Records from a data source:
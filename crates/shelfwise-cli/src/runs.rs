//! Run inspection and cancellation.

use clap::Subcommand;
use shelfwise_core::RunRecord;

/// Sub-commands available under `runs`.
#[derive(Debug, Subcommand)]
pub enum RunsCommands {
    /// List recent runs
    List {
        /// Maximum number of runs to show
        #[arg(long, default_value = "20")]
        limit: i64,
    },
    /// Show one run with its result or error
    Show {
        /// Run id
        id: i64,
    },
    /// Request cancellation of a run
    Cancel {
        /// Run id
        id: i64,
    },
}

pub(crate) async fn run(pool: &sqlx::PgPool, command: RunsCommands) -> anyhow::Result<()> {
    match command {
        RunsCommands::List { limit } => {
            let runs = shelfwise_db::list_runs(pool, limit).await?;
            if runs.is_empty() {
                println!("no runs recorded yet");
                return Ok(());
            }
            println!("{:<8}{:<12}{:<10}{:<22}CANCEL", "ID", "KIND", "STATUS", "CREATED");
            for run in &runs {
                println!("{}", format_run_line(run));
            }
            Ok(())
        }
        RunsCommands::Show { id } => {
            let run = shelfwise_db::get_run(pool, id).await?;
            crate::print_json(&run)
        }
        RunsCommands::Cancel { id } => {
            if !shelfwise_db::request_run_cancel(pool, id).await? {
                anyhow::bail!("run {id} not found");
            }
            tracing::info!(run_id = id, "cancel requested");
            println!("cancel requested for run {id}");
            Ok(())
        }
    }
}

fn format_run_line(run: &RunRecord) -> String {
    format!(
        "{:<8}{:<12}{:<10}{:<22}{}",
        run.id,
        run.kind,
        run.status.as_str(),
        run.created_at.format("%Y-%m-%d %H:%M:%S"),
        if run.cancel_requested() { "yes" } else { "" }
    )
}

WHAT IS BEING ASKED: Check each line of the records for "anyhow" and copy the ones that contain it.

WRITTEN RESPONSE:
pub(crate) async fn run(pool: &sqlx::PgPool, command: RunsCommands) -> anyhow::Result<()> {
                anyhow::bail!("run {id} not found");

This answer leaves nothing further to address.